The fixation of most political systems on a Great Leader who can, knows and understands everything and is supposed to rule forever is frighteningly reminiscent of the naive loyalty to the king of our great-grandfathers in the 19th century. This seems grotesque and dangerous.
New politics need a competent, creative and committed team, not a substitute king whom we pay homage to as subjects.
We do not need a new leader, but a strong, broadly based team of movers and shakers featuring different talents complementing each other.
Leader cults are poison for opinion-forming processes, a superfluous bottleneck strangling debate. All too often, new ideas and proposals are perceived as criticism of leaders and are therefore rejected.
New policies should avoid fixations on one leader. If he or she resigns, the movement dies.
Just like in a good circus show, we need a vibrant mixture of different talents.
Instead, we should let 1000 creative flowers bloom. We need a diverse group of individuals at the top capable of di- scussing important issues intelligently and of drawing necessary conclusions for determined action. Leader cults emerge when individuals embed themselves at the top determined to remain in power forever. Term limitations for top officials thus appear sensible, as is the case with the American president. A limit to two terms is promoting innovative change and fresh ideas.
Proposals:
- Establish and promote a broad base of different talents at all levels of political parties and governments.

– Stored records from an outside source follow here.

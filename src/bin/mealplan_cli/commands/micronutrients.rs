// ABOUTME: Micronutrient adequacy command for mealplan-cli
// ABOUTME: Loads an intake table and prints percent of daily value with status
//
// SPDX-License-Identifier: MIT OR Apache-2.0
// Copyright (c) 2025 Pierre Fitness Intelligence

use std::path::Path;

use mealplan_dashboard::{
    dataset::load_micronutrient_intake, errors::AppResult, intelligence::assess_micronutrients,
};

use crate::helpers::display::{format_with_unit, print_heading};

/// Print adequacy of every tracked micronutrient
pub async fn run(intake_path: &Path) -> AppResult<()> {
    let intake = load_micronutrient_intake(intake_path).await?;

    print_heading("Micronutrient adequacy (percent of daily value)");
    for row in assess_micronutrients(&intake) {
        println!(
            "   {:<12} {:>12} / {:<12} {:>4}%  {}",
            row.nutrient.label(),
            format_with_unit(row.amount, row.unit),
            format_with_unit(row.daily_value, row.unit),
            row.percent_dv.round(),
            row.status
        );
    }
    Ok(())
}
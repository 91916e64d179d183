// ABOUTME: Domain constants for the meal plan dashboard
// ABOUTME: Dataset file names, plan shape, display rounding, and nutrition energy factors
//
// SPDX-License-Identifier: MIT OR Apache-2.0
// Copyright (c) 2025 Pierre Fitness Intelligence

/// Names of the three static dataset files
pub mod dataset_files {
    /// Food ledger file
    pub const FOOD_REFERENCES: &str = "foodReferences.json";
    /// Meal catalog file
    pub const MEALS: &str = "meals.json";
    /// Weekly plan pair file (`original` and `optimized`)
    pub const WEEKLY_PLAN: &str = "weeklyPlan.json";
}

/// Weekly plan shape
pub mod plan {
    /// Number of days in a complete plan
    pub const DAYS_PER_WEEK: usize = 7;
    /// Lowest valid day index
    pub const FIRST_DAY: u8 = 1;
    /// Highest valid day index
    pub const LAST_DAY: u8 = 7;
}

/// Energy content of macronutrients (kcal per gram)
pub mod energy {
    /// Protein kcal per gram
    pub const KCAL_PER_G_PROTEIN: f64 = 4.0;
    /// Carbohydrate kcal per gram
    pub const KCAL_PER_G_CARBS: f64 = 4.0;
    /// Fat kcal per gram
    pub const KCAL_PER_G_FAT: f64 = 9.0;
}

/// Service identity used in structured logs
pub mod service_names {
    /// Service name for the dashboard
    pub const MEALPLAN_DASHBOARD: &str = "mealplan-dashboard";
}
// ABOUTME: Tests for the original vs optimized plan comparison
// ABOUTME: Checks both averages, the rounded delta, and merged integrity warnings
//
// Licensed under either of Apache License, Version 2.0 or MIT License at your option.
// Copyright ©2025 Async-IO.org

#![allow(clippy::unwrap_used, clippy::expect_used, clippy::panic, clippy::float_cmp)]
#![allow(missing_docs)]

mod common;

use common::{full_day, init_test_logging, sample_foods, sample_meals, sample_plan, sample_plan_pair};
use mealplan_dashboard::intelligence::{compare_plans, weekly_average};
use mealplan_dashboard::models::{
    DataIntegrityWarning, MealSlot, NutrientField, PlanPair, PlanVariant, WeeklyPlan,
};

#[test]
fn test_comparison_reports_both_averages_and_delta() {
    init_test_logging();
    let foods = sample_foods();
    let meals = sample_meals();
    let pair = sample_plan_pair();

    let comparison = compare_plans(&pair, &meals, &foods);

    assert_eq!(
        comparison.original,
        weekly_average(&pair.original, &meals, &foods).facts
    );
    assert_eq!(
        comparison.optimized,
        weekly_average(&pair.optimized, &meals, &foods).facts
    );
    for field in NutrientField::ALL {
        let raw = comparison.optimized.get(field) - comparison.original.get(field);
        assert!((comparison.delta.get(field) - raw).abs() <= 0.05 + 1e-9);
    }
    assert!(comparison.warnings.is_empty());
}

#[test]
fn test_egg_breakfasts_raise_cholesterol() {
    let comparison = compare_plans(&sample_plan_pair(), &sample_meals(), &sample_foods());

    assert!(comparison.delta.cholesterol > 0.0);
    assert!(comparison.delta.fiber < 0.0);
    assert!(comparison
        .changed_fields()
        .any(|(field, _)| field == NutrientField::Cholesterol));
}

#[test]
fn test_identical_plans_have_no_changes() {
    let pair = PlanPair {
        original: sample_plan(PlanVariant::Original),
        optimized: WeeklyPlan::new(PlanVariant::Optimized, (1..=7).map(full_day).collect())
            .unwrap(),
    };

    let comparison = compare_plans(&pair, &sample_meals(), &sample_foods());

    assert_eq!(comparison.changed_fields().count(), 0);
    assert_eq!(comparison.original, comparison.optimized);
}

#[test]
fn test_warnings_from_both_plans_are_kept() {
    init_test_logging();
    let broken_day = full_day(3).with_slot(MealSlot::Snack2, "deleted-shake");
    let mut optimized_days: Vec<_> = (1..=7).filter(|d| *d != 3).map(full_day).collect();
    optimized_days.push(broken_day);
    let pair = PlanPair {
        original: WeeklyPlan::new(PlanVariant::Original, Vec::new()).unwrap(),
        optimized: WeeklyPlan::new(PlanVariant::Optimized, optimized_days).unwrap(),
    };

    let comparison = compare_plans(&pair, &sample_meals(), &sample_foods());

    assert_eq!(
        comparison.warnings,
        vec![
            DataIntegrityWarning::EmptyPlan {
                variant: PlanVariant::Original
            },
            DataIntegrityWarning::MissingMeal {
                day: 3,
                slot: MealSlot::Snack2,
                meal_id: "deleted-shake".into(),
            },
        ]
    );
}
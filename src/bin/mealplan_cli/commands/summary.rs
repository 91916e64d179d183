// ABOUTME: Weekly summary command for mealplan-cli
// ABOUTME: Prints the weekly average, per-day totals, macro split, and target comparison
//
// SPDX-License-Identifier: MIT OR Apache-2.0
// Copyright (c) 2025 Pierre Fitness Intelligence

use mealplan_dashboard::{
    dataset::Dataset,
    intelligence::{
        all_days_nutrition, compare_to_targets_with, macro_distribution, user_profile,
        weekly_average, DietPhase,
    },
    models::PlanVariant,
};
use tracing::info;

use crate::helpers::display::{
    facts_line, format_with_unit, print_facts, print_heading, print_warnings,
};

/// Print the weekly overview of one plan variant
pub fn run(dataset: &Dataset, variant: PlanVariant, phase: DietPhase) {
    let plan = dataset.plan(variant);
    info!(variant = %variant, phase = %phase, "Building weekly summary");

    let average = weekly_average(plan, &dataset.meals, &dataset.foods);
    let profile = user_profile();

    print_heading(&format!("Weekly average ({variant} plan, {phase})"));
    println!(
        "   Profile: {} y, {} kg, {} cm | BMR {} kcal | TDEE {} kcal",
        profile.age, profile.weight, profile.height, profile.bmr, profile.tdee
    );
    print_facts(&average.facts);

    let macros = macro_distribution(&average.facts);
    println!(
        "\n   Macro split: protein {}% | fat {}% | carbs {}%",
        macros.protein, macros.fat, macros.carbs
    );

    print_heading("Daily totals");
    for day in all_days_nutrition(plan, &dataset.meals, &dataset.foods) {
        println!("   Day {}: {}", day.day, facts_line(&day.facts));
    }

    print_heading(&format!(
        "Targets ({phase}: {} kcal)",
        phase.calorie_target()
    ));
    for row in compare_to_targets_with(&average.facts, &phase.targets()) {
        let unit = row.field.unit();
        println!(
            "   {:<15} {:>10} / {:<10} {:>4}%  {}",
            row.field.label(),
            format_with_unit(row.actual, unit),
            format_with_unit(row.target, unit),
            row.progress,
            row.status
        );
    }

    print_warnings(&average.warnings);
}
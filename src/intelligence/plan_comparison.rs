// ABOUTME: Compares the original and optimized weekly plans by their weekly averages
// ABOUTME: Produces both averages and the per-field delta (optimized minus original)
//
// Licensed under either of Apache License, Version 2.0 or MIT License at your option.
// Copyright ©2025 Async-IO.org

use super::nutrition_aggregator::weekly_average;
use crate::models::{
    DataIntegrityWarning, FoodLedger, MealCatalog, NutrientField, NutritionFacts, PlanPair,
};
use serde::{Deserialize, Serialize};
use tracing::debug;

/// Weekly averages of both plan variants side by side
#[derive(Debug, Clone, PartialEq, Serialize, Deserialize)]
pub struct PlanComparison {
    /// Rounded weekly average of the original plan
    pub original: NutritionFacts,
    /// Rounded weekly average of the optimized plan
    pub optimized: NutritionFacts,
    /// `optimized - original`, per field
    pub delta: NutritionFacts,
    /// Integrity warnings from both plans, original first
    pub warnings: Vec<DataIntegrityWarning>,
}

impl PlanComparison {
    /// Fields whose average changed between the plans
    pub fn changed_fields(&self) -> impl Iterator<Item = (NutrientField, f64)> + '_ {
        NutrientField::ALL
            .into_iter()
            .map(|field| (field, self.delta.get(field)))
            .filter(|(_, delta)| delta.abs() > f64::EPSILON)
    }
}

/// Compare the two plans of `pair` by weekly average
#[must_use]
pub fn compare_plans(pair: &PlanPair, meals: &MealCatalog, foods: &FoodLedger) -> PlanComparison {
    let original = weekly_average(&pair.original, meals, foods);
    let optimized = weekly_average(&pair.optimized, meals, foods);

    let delta = optimized.facts.zip_with(original.facts, |after, before| {
        // keep the difference on the same display grid as its operands
        let diff = after - before;
        (diff * 10.0).round() / 10.0
    });

    debug!(
        calories_delta = delta.calories,
        protein_delta = delta.protein,
        "Plan comparison computed"
    );

    let mut warnings = original.warnings;
    warnings.extend(optimized.warnings);

    PlanComparison {
        original: original.facts,
        optimized: optimized.facts,
        delta,
        warnings,
    }
}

- Fill each management position from a pool of the most qualified politicians. They should be qualified by previous achievements in their field of expertise.
- Each top politician acts as a mentor for several young talents who could follow him/her in office. Networking with business and innovative NGOs.
- We should therefore deliberately institutionalise a time-limit for politicians. Term limits for heads of government and ministers to two legislative periods.